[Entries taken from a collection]
-------------------------

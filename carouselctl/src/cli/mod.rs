pub mod commands;
pub mod render;

use std::{path::PathBuf, str::FromStr, time::Duration};

use anyhow::Context;
use carousel_config::util::parse_duration;
use carousel_core::model::{SlideSet, Step};
use clap::{Args, Parser, Subcommand};
use thiserror::Error;

#[derive(Parser)]
#[command(
    name = "carouselctl",
    about = "Inspect and drive circular carousel navigation",
    version
)]
pub struct Cli {
    #[command(subcommand)]
    pub command: Command,
}

#[derive(Subcommand)]
pub enum Command {
    /// Print the presentable window around a slide
    Window(WindowArgs),
    /// Print the slides visited by a go-to
    Path(PathArgs),
    /// Run a scripted session on a live carousel and print every snapshot
    Run(RunArgs),
}

#[derive(Args, Debug, Clone)]
pub struct SlideArgs {
    /// Comma-separated slide keys
    #[arg(long, value_delimiter = ',', required_unless_present = "count")]
    pub slides: Vec<String>,
    /// Generate this many slides named slide-0, slide-1, ...
    #[arg(long, conflicts_with = "slides")]
    pub count: Option<usize>,
}

/// Upper bound for `--count` when slides are generated.
pub const MAX_GENERATED_SLIDES: usize = 100_000;

impl SlideArgs {
    pub fn build(&self) -> anyhow::Result<SlideSet<()>> {
        let set = match self.count {
            Some(count) => {
                anyhow::ensure!(
                    count <= MAX_GENERATED_SLIDES,
                    "--count {count} exceeds the limit of {MAX_GENERATED_SLIDES} generated slides"
                );
                SlideSet::from_keys((0..count).map(|i| format!("slide-{i}")))
            }
            None => SlideSet::from_keys(self.slides.iter().cloned()),
        };
        set.context("invalid slide list")
    }
}

#[derive(Args, Debug)]
pub struct WindowArgs {
    #[command(flatten)]
    pub slides: SlideArgs,
    /// Index of the current slide (wrapped onto the ring)
    #[arg(long, default_value_t = 0, allow_negative_numbers = true)]
    pub current: i64,
    /// Neighbours per side; defaults to the configured radius
    #[arg(long, allow_negative_numbers = true)]
    pub radius: Option<i64>,
    #[arg(long)]
    pub config: Option<PathBuf>,
    /// Emit JSON instead of text
    #[arg(long)]
    pub json: bool,
}

#[derive(Args, Debug)]
pub struct PathArgs {
    /// Number of slides on the ring
    #[arg(long)]
    pub count: usize,
    #[arg(long, default_value_t = 0)]
    pub from: usize,
    /// Destination; any integer, wrapped onto the ring
    #[arg(long, allow_negative_numbers = true)]
    pub to: i64,
}

#[derive(Args, Debug)]
pub struct RunArgs {
    #[command(flatten)]
    pub slides: SlideArgs,
    /// Comma-separated events: goto:<n>, clear, next, prev
    #[arg(long, value_delimiter = ',', required = true)]
    pub script: Vec<ScriptEvent>,
    /// Delay between go-to hops, e.g. 200ms
    #[arg(long, value_parser = parse_interval)]
    pub interval: Option<Duration>,
    #[arg(long, allow_negative_numbers = true)]
    pub radius: Option<i64>,
    #[arg(long)]
    pub config: Option<PathBuf>,
    /// Emit one JSON object per snapshot
    #[arg(long)]
    pub json: bool,
}

fn parse_interval(raw: &str) -> Result<Duration, String> {
    parse_duration(raw).map_err(|err| err.to_string())
}

/// One scripted stimulus for `run`.
#[derive(Debug, Clone, Copy, PartialEq, Eq)]
pub enum ScriptEvent {
    Goto(i64),
    Clear,
    Move(Step),
}

#[derive(Debug, Error, PartialEq, Eq)]
pub enum ScriptEventError {
    #[error("unknown script event '{0}' (expected goto:<n>, clear, next or prev)")]
    Unknown(String),
    #[error("invalid go-to target '{0}'")]
    InvalidTarget(String),
}

impl FromStr for ScriptEvent {
    type Err = ScriptEventError;

    fn from_str(raw: &str) -> Result<Self, Self::Err> {
        let trimmed = raw.trim();
        if let Some(target) = trimmed.strip_prefix("goto:") {
            return target
                .trim()
                .parse()
                .map(ScriptEvent::Goto)
                .map_err(|_| ScriptEventError::InvalidTarget(target.to_string()));
        }

        match trimmed.to_ascii_lowercase().as_str() {
            "next" => Ok(ScriptEvent::Move(Step::Next)),
            "prev" | "previous" => Ok(ScriptEvent::Move(Step::Previous)),
            "clear" => Ok(ScriptEvent::Clear),
            _ => Err(ScriptEventError::Unknown(trimmed.to_string())),
        }
    }
}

-------------------------

**Task:** Identify every line above with the string "Result" in it. Copy those lines.

**Solved exercise:**
    pub fn build(&self) -> anyhow::Result<SlideSet<()>> {
fn parse_interval(raw: &str) -> Result<Duration, String> {
    fn from_str(raw: &str) -> Result<Self, Self::Err> {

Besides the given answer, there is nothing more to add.